***** Dataset records

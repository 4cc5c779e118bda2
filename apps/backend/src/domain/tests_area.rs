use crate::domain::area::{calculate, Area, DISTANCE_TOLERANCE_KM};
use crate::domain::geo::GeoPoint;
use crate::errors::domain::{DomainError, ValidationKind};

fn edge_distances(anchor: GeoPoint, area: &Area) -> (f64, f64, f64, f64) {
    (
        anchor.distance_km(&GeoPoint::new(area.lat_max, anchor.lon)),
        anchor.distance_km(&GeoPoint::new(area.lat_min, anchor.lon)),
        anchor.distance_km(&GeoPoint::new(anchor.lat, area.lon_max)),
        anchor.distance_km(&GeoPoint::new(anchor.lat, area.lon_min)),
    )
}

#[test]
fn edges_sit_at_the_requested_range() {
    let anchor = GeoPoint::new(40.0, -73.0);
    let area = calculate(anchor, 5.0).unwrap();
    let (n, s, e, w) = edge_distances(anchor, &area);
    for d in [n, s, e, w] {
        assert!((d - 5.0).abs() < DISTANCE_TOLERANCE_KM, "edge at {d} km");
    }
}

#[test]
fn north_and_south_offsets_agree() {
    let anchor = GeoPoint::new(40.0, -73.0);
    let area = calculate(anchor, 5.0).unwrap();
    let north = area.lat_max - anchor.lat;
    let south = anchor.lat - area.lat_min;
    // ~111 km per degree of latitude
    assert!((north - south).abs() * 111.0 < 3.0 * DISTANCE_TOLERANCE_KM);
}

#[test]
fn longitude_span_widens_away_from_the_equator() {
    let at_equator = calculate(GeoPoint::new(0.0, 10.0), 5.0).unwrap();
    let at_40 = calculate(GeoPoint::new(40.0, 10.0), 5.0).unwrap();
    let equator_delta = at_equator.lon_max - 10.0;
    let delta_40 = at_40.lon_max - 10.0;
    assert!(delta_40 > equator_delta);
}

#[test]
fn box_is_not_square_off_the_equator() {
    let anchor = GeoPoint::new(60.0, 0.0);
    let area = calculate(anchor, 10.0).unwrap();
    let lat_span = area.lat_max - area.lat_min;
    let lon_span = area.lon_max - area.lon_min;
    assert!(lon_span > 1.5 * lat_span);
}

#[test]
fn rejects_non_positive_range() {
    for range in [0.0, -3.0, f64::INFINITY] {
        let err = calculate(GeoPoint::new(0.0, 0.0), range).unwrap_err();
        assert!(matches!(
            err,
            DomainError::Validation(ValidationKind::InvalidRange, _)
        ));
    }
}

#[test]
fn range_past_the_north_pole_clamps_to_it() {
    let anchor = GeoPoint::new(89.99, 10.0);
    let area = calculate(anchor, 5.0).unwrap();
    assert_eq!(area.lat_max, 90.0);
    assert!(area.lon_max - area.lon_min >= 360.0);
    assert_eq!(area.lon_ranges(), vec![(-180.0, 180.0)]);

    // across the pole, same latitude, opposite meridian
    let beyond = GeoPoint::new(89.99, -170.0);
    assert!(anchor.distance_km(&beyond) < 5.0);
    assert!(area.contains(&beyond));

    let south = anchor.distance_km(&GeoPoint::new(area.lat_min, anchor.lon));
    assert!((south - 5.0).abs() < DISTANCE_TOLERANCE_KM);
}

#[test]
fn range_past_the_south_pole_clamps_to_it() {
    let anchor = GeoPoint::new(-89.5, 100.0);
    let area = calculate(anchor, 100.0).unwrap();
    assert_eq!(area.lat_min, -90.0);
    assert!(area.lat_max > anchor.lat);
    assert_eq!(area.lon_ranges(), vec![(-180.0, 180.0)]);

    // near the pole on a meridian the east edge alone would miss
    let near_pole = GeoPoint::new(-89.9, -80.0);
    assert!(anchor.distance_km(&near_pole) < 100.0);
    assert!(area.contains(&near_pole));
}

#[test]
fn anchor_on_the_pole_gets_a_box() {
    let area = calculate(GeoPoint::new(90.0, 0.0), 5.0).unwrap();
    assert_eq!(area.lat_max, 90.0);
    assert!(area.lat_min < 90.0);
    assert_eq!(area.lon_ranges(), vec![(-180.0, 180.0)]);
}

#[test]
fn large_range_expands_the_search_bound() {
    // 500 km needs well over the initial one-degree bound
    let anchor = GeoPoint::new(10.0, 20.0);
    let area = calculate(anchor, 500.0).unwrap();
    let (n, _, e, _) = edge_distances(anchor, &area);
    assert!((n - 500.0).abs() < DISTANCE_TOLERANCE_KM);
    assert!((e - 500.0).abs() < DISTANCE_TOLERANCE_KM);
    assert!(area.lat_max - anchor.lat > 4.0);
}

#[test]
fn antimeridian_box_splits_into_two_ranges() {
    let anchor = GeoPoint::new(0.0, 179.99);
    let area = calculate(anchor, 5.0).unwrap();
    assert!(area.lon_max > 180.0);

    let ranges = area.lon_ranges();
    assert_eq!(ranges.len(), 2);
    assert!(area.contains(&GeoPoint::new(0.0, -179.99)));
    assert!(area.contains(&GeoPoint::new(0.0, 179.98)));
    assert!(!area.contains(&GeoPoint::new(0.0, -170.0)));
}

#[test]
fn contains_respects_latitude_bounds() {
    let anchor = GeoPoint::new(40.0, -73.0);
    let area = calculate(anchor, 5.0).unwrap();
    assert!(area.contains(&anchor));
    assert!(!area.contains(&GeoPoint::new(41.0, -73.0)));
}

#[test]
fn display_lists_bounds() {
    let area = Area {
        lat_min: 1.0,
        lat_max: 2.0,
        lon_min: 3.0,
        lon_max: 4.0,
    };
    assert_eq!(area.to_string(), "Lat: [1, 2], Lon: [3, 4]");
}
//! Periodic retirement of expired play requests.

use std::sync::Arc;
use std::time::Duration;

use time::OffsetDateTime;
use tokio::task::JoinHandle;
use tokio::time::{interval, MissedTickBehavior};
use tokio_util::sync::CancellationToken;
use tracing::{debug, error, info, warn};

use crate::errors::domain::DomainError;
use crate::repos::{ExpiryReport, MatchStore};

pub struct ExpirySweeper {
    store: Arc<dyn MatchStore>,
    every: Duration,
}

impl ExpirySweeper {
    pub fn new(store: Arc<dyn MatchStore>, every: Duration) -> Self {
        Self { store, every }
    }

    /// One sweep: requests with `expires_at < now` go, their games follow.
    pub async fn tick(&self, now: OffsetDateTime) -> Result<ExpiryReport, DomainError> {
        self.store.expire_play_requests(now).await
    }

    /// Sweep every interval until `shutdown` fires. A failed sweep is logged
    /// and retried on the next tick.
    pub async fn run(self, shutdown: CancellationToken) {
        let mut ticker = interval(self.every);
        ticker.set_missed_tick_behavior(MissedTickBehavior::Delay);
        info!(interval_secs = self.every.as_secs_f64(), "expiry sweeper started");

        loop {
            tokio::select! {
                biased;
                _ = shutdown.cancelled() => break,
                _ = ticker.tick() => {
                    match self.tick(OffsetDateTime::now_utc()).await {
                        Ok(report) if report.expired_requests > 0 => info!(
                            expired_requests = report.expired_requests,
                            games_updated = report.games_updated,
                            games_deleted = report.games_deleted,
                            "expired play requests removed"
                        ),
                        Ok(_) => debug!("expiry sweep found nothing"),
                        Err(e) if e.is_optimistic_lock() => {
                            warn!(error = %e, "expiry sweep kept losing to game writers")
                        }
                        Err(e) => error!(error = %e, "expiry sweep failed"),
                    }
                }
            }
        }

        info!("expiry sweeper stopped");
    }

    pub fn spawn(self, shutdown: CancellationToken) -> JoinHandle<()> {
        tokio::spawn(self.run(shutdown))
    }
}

**********
***** Dataset records

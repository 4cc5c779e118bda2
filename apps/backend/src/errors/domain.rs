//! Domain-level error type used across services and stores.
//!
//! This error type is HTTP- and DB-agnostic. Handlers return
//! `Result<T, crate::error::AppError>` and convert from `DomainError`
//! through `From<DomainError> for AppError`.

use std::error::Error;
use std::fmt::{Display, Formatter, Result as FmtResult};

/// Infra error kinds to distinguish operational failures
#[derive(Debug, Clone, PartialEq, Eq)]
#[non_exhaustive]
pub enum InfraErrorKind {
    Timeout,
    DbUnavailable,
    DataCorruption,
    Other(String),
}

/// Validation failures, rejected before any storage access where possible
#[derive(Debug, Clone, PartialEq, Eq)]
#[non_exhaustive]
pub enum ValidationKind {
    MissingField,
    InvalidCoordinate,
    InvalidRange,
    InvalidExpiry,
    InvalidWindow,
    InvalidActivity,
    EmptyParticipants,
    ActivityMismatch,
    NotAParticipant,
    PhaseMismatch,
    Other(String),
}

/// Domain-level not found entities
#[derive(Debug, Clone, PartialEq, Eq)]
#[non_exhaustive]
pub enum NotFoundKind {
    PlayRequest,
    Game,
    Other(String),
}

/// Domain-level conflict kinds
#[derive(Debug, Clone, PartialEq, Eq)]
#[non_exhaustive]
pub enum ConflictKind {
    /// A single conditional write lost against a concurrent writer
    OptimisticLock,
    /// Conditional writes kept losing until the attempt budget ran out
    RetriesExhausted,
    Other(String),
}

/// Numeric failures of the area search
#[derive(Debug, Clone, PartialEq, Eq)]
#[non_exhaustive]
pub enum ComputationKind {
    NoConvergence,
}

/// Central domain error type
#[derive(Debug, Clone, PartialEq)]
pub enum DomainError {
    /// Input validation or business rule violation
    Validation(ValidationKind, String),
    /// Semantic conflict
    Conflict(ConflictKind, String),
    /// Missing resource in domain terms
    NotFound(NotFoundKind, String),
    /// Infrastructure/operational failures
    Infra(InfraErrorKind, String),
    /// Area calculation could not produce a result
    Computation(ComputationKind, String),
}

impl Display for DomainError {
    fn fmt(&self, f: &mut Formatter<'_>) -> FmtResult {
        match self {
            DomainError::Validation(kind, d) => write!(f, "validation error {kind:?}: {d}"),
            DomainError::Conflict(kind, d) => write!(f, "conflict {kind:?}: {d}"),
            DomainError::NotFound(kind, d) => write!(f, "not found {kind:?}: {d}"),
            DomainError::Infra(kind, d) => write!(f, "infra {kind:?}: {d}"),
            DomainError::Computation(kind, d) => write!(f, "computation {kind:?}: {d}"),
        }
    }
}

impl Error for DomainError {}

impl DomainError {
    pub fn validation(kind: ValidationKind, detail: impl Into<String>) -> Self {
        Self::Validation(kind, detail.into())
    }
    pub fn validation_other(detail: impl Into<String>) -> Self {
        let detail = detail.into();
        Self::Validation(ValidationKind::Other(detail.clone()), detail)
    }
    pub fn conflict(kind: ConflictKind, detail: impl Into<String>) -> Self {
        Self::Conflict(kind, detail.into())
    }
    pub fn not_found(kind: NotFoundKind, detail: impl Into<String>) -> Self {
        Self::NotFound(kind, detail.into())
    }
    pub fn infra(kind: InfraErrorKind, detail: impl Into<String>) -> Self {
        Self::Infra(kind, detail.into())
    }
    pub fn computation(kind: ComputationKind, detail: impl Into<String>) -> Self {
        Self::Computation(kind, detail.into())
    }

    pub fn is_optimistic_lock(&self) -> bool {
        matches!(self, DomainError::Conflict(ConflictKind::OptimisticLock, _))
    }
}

**********

* [The task] In the entries above, some lines hold the string "filename". Copy each of them.

* [Your solution]
filename apps/backend/src/domain/tests_area.rs
filename apps/backend/src/errors/domain.rs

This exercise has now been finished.